BEGIN DATA TO USE

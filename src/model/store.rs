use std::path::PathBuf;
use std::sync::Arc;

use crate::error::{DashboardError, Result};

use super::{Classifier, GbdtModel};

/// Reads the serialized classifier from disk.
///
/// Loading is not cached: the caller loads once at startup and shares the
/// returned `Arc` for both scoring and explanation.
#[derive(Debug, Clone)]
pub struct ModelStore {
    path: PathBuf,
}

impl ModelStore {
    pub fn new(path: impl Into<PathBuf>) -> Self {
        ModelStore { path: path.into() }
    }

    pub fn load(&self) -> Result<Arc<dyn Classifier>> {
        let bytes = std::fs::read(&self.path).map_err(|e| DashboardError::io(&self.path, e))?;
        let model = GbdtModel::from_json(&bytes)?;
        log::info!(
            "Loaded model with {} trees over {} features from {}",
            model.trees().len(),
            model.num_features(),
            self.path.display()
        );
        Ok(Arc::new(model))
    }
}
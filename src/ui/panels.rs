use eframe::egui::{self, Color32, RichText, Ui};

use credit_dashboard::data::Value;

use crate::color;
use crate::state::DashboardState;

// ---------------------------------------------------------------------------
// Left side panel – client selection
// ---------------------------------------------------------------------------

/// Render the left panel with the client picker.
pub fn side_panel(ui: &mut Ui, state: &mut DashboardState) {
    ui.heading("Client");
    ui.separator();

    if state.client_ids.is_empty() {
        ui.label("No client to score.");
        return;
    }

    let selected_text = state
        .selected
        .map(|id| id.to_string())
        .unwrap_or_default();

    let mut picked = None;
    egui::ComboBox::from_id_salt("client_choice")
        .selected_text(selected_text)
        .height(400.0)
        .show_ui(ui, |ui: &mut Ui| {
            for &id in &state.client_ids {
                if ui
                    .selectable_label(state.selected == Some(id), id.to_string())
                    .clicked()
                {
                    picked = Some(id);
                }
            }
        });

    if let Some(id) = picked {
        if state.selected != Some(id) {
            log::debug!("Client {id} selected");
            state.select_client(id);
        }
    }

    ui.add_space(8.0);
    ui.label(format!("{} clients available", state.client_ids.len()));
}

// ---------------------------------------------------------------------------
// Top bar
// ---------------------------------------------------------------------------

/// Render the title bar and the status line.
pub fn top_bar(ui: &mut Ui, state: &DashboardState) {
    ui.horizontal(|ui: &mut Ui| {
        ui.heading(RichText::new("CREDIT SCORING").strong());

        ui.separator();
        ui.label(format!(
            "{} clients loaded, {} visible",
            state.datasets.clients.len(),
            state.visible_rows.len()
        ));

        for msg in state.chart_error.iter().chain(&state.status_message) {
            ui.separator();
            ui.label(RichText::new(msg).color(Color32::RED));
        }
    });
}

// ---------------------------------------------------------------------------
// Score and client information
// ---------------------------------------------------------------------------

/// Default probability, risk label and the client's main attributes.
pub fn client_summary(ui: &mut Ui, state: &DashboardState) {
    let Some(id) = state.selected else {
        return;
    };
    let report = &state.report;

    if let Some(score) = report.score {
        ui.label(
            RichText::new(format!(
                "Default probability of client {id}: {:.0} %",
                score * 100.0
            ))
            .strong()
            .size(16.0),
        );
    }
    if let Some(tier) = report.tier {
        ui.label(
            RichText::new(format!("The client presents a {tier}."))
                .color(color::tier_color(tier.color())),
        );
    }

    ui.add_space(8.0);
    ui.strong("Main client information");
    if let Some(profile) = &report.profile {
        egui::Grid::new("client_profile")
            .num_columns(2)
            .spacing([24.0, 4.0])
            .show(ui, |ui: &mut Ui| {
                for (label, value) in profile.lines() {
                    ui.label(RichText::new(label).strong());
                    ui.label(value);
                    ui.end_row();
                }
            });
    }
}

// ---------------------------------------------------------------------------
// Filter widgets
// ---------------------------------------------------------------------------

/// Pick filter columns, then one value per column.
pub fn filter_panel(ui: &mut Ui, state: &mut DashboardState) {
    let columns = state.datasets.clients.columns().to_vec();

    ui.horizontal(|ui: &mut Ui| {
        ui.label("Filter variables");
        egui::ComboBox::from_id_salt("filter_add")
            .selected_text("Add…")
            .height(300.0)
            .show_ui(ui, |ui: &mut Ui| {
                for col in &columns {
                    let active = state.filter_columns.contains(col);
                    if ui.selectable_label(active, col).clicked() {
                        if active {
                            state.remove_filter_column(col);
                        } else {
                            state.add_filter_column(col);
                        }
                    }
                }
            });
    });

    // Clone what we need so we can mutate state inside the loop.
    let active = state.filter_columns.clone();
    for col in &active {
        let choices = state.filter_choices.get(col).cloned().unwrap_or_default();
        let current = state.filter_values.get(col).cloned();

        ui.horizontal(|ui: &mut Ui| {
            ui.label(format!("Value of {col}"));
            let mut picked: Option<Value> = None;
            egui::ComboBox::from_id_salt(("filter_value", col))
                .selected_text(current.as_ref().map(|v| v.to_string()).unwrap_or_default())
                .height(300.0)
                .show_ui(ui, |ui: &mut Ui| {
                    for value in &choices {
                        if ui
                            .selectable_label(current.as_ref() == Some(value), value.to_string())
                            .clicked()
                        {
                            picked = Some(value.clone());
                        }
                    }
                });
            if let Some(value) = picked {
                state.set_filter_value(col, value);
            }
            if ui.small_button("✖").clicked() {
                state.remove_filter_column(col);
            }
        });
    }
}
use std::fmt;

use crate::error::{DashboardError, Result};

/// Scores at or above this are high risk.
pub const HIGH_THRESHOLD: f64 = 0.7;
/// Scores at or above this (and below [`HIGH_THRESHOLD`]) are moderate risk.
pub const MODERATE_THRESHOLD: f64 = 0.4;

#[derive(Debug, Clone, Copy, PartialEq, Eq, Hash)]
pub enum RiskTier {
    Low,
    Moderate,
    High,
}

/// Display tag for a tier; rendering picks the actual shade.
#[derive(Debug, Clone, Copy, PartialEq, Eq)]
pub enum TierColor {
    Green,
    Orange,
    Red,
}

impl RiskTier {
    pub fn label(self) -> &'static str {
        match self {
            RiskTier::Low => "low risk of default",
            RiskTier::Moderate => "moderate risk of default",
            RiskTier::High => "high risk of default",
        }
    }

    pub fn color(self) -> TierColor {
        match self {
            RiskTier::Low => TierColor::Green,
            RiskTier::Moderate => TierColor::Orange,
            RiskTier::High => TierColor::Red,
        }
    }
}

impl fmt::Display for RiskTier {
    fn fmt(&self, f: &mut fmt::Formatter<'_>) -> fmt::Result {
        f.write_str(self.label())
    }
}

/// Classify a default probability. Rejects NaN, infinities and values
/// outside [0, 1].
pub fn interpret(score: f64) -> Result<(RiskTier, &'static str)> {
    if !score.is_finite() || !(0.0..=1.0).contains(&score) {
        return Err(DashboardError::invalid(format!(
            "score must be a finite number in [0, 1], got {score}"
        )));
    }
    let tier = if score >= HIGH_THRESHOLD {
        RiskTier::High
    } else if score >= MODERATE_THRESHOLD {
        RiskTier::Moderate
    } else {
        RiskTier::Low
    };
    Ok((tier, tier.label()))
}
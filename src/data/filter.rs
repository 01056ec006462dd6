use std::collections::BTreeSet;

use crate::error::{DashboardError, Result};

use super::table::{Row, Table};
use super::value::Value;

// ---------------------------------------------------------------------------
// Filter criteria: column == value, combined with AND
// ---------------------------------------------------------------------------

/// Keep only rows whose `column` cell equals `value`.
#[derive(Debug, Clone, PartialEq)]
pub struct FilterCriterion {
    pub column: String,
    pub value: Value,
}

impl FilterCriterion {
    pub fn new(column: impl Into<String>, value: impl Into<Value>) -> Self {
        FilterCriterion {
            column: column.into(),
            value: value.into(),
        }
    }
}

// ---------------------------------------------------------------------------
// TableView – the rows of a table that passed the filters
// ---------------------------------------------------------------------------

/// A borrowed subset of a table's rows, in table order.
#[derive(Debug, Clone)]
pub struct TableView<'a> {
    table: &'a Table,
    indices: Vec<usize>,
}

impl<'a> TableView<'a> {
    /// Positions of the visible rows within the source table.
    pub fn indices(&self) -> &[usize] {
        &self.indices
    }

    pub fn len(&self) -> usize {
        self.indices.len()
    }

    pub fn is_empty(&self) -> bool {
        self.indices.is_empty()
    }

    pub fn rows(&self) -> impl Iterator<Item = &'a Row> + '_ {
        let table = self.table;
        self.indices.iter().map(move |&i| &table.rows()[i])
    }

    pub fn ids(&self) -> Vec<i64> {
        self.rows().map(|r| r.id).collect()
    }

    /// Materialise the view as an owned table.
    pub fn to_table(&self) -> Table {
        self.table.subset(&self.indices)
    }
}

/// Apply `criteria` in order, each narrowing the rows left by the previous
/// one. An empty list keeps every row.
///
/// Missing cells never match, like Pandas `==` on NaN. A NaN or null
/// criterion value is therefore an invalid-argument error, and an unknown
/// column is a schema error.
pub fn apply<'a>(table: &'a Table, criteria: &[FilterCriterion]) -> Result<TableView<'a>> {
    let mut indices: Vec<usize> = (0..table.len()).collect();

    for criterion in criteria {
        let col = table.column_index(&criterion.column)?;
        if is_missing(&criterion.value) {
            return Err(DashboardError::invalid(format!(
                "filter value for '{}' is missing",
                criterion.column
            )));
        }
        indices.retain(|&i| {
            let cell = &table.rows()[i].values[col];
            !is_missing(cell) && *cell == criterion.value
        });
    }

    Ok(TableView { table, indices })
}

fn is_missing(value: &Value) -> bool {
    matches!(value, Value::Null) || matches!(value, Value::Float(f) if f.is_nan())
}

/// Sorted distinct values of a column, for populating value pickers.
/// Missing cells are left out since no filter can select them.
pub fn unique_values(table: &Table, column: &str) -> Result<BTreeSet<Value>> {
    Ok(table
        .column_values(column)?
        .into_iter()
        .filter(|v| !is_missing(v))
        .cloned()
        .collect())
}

END DATA TO USE

**WHAT YOU HAVE TO DO:**
Search the data for the string "choices" and copy out every line where it is found.

**ANSWER:**
        let choices = state.filter_choices.get(col).cloned().unwrap_or_default();
                    for value in &choices {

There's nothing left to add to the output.